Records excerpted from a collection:
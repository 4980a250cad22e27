//! Error types for HAL document decoding and rendering

use thiserror::Error;

#[derive(Error, Debug)]
pub enum HalError {
    #[error("Malformed JSON: {0}")]
    Json(#[from] serde_json::Error),

    #[error("Malformed XML: {0}")]
    Xml(#[from] roxmltree::Error),

    #[error("Invalid document structure: {0}")]
    InvalidStructure(String),

    #[error("<{element}> is missing required attribute '{attribute}'")]
    MissingAttribute { element: String, attribute: String },

    #[error("Failed to render XML: {0}")]
    Render(String),

    #[error("IO error: {0}")]
    Io(#[from] std::io::Error),
}

impl HalError {
    pub(crate) fn missing_attribute(element: &str, attribute: &str) -> Self {
        HalError::MissingAttribute {
            element: element.to_string(),
            attribute: attribute.to_string(),
        }
    }
}
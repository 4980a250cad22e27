//! Relation storage with CURIE-aware lookup
//!
//! Relations are kept in insertion order so that rendering is
//! deterministic. CURIE expansion happens at lookup time, never when a
//! link is added: a template may arrive after the links that use it.

use std::borrow::Cow;

use indexmap::{IndexMap, IndexSet};
use serde_json::Value;

use crate::link::{Attributes, Link};
use crate::vocab::{CURIES_REL, NAME_ATTR, REL_PLACEHOLDER};

/// Ordered mapping from relation name to one or more links
///
/// A relation that is present always holds at least one link.
#[derive(Debug, Clone, Default, PartialEq)]
pub struct RelationIndex {
    relations: IndexMap<String, Vec<Link>>,
    /// Relations rendered as an array even when they hold one link
    forced_arrays: IndexSet<String>,
}

impl RelationIndex {
    pub fn new() -> Self {
        Self::default()
    }

    /// Append a link under `rel`; duplicates are kept in order
    pub fn add(&mut self, rel: impl Into<String>, target: impl Into<String>, attributes: Attributes) {
        self.push(rel, Link::new(target, attributes));
    }

    pub fn push(&mut self, rel: impl Into<String>, link: Link) {
        self.relations.entry(rel.into()).or_default().push(link);
    }

    /// Replace every link under `rel` with a single one
    pub fn set(&mut self, rel: impl Into<String>, target: impl Into<String>, attributes: Attributes) {
        self.relations
            .insert(rel.into(), vec![Link::new(target, attributes)]);
    }

    /// Remove a relation entirely, returning its links
    pub fn remove(&mut self, rel: &str) -> Option<Vec<Link>> {
        self.forced_arrays.shift_remove(rel);
        self.relations.shift_remove(rel)
    }

    /// Look up a relation by exact name, falling back to CURIE expansion
    ///
    /// `prefix:suffix` names with no exact entry are expanded through the
    /// `curies` template whose `name` equals `prefix`. Returns `None` when
    /// neither succeeds.
    pub fn get(&self, rel: &str) -> Option<Cow<'_, [Link]>> {
        if let Some(links) = self.relations.get(rel) {
            return Some(Cow::Borrowed(links.as_slice()));
        }
        self.resolve_curie(rel).map(|link| Cow::Owned(vec![link]))
    }

    pub fn first(&self, rel: &str) -> Option<Link> {
        self.get(rel).and_then(|links| links.first().cloned())
    }

    /// Expand a `prefix:suffix` relation name through the CURIE templates
    pub fn resolve_curie(&self, rel: &str) -> Option<Link> {
        let (prefix, suffix) = rel.split_once(':')?;
        let template = self.curies().iter().find(|curie| {
            matches!(curie.attribute(NAME_ATTR), Some(Value::String(name)) if name == prefix)
        })?;

        Some(Link::new(
            template.target().replace(REL_PLACEHOLDER, suffix),
            Attributes::new(),
        ))
    }

    pub fn curies(&self) -> &[Link] {
        self.relations
            .get(CURIES_REL)
            .map(Vec::as_slice)
            .unwrap_or_default()
    }

    pub fn contains(&self, rel: &str) -> bool {
        self.relations.contains_key(rel)
    }

    pub fn force_array(&mut self, rel: impl Into<String>) {
        self.forced_arrays.insert(rel.into());
    }

    pub fn is_forced_array(&self, rel: &str) -> bool {
        self.forced_arrays.contains(rel)
    }

    pub fn iter(&self) -> impl Iterator<Item = (&str, &[Link])> {
        self.relations
            .iter()
            .map(|(rel, links)| (rel.as_str(), links.as_slice()))
    }

    /// Number of relations (not links)
    pub fn len(&self) -> usize {
        self.relations.len()
    }

    pub fn is_empty(&self) -> bool {
        self.relations.is_empty()
    }
}
//! Reserved vocabulary of the HAL wire formats
//!
//! Keys, relation names and element names that carry structure (links,
//! embedded resources, identity) rather than plain data.

/// JSON key of the links container
pub const LINKS_KEY: &str = "_links";

/// JSON key of the embedded resources container
pub const EMBEDDED_KEY: &str = "_embedded";

/// Relation holding the document's own identity
pub const SELF_REL: &str = "self";

/// Relation holding CURIE templates
pub const CURIES_REL: &str = "curies";

/// Placeholder replaced by the relation suffix when a CURIE is expanded
pub const REL_PLACEHOLDER: &str = "{rel}";

pub const HREF_ATTR: &str = "href";
pub const TITLE_ATTR: &str = "title";
pub const REL_ATTR: &str = "rel";
pub const NAME_ATTR: &str = "name";
pub const TEMPLATED_ATTR: &str = "templated";

/// XML element carrying one link
pub const LINK_ELEMENT: &str = "link";

/// XML element carrying a document (root or embedded)
pub const RESOURCE_ELEMENT: &str = "resource";

/// Prefix marking a data key as an XML attribute
pub const ATTRIBUTE_MARKER: char = '@';

/// Data key holding the text of an XML element that also has attributes
pub const TEXT_KEY: &str = "#text";

/// Whether a data key is one of the reserved JSON containers
pub fn is_reserved_key(key: &str) -> bool {
    key == LINKS_KEY || key == EMBEDDED_KEY
}

/// Whether a data key is rendered as an XML attribute
pub fn is_attribute_key(key: &str) -> bool {
    key.starts_with(ATTRIBUTE_MARKER)
}
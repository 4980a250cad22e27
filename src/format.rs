//! Wire format selection

use std::fmt;
use std::path::Path;

use crate::document::Document;
use crate::error::HalError;
use crate::{json, xml};

/// The two HAL wire formats
#[derive(Debug, Clone, Copy, PartialEq, Eq)]
pub enum Format {
    Json,
    Xml,
}

impl Format {
    /// Guess the format from a file extension
    pub fn from_path(path: &Path) -> Option<Self> {
        let extension = path.extension()?.to_str()?.to_ascii_lowercase();
        match extension.as_str() {
            "json" => Some(Format::Json),
            "xml" => Some(Format::Xml),
            _ => None,
        }
    }

    /// Guess the format from content: a leading `<` means XML
    pub fn sniff(text: &str) -> Self {
        if text.trim_start().starts_with('<') {
            Format::Xml
        } else {
            Format::Json
        }
    }

    pub fn decode(self, text: &str, max_depth: usize) -> Result<Document, HalError> {
        match self {
            Format::Json => json::from_str(text, max_depth),
            Format::Xml => xml::from_str(text, max_depth),
        }
    }

    pub fn render(self, document: &Document, pretty: bool) -> Result<String, HalError> {
        match self {
            Format::Json => json::to_string(document, pretty),
            Format::Xml => xml::to_string(document, pretty),
        }
    }
}

impl fmt::Display for Format {
    fn fmt(&self, f: &mut fmt::Formatter<'_>) -> fmt::Result {
        match self {
            Format::Json => f.write_str("json"),
            Format::Xml => f.write_str("xml"),
        }
    }
}
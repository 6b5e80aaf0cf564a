//! Fantasy league API clients for authentication and league data.

mod auth_client;
mod league_client;
mod types;

pub use auth_client::{AuthClient, Session};
pub use league_client::{LeagueClient, RankingsQuery};
pub use types::*;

→ **ASSIGNMENT**
Every line above that holds the word "HalError" should be copied out.

→ **ANSWER SECTION**
pub enum HalError {
impl HalError {
        HalError::MissingAttribute {
use crate::error::HalError;
    pub fn decode(self, text: &str, max_depth: usize) -> Result<Document, HalError> {
    pub fn render(self, document: &Document, pretty: bool) -> Result<String, HalError> {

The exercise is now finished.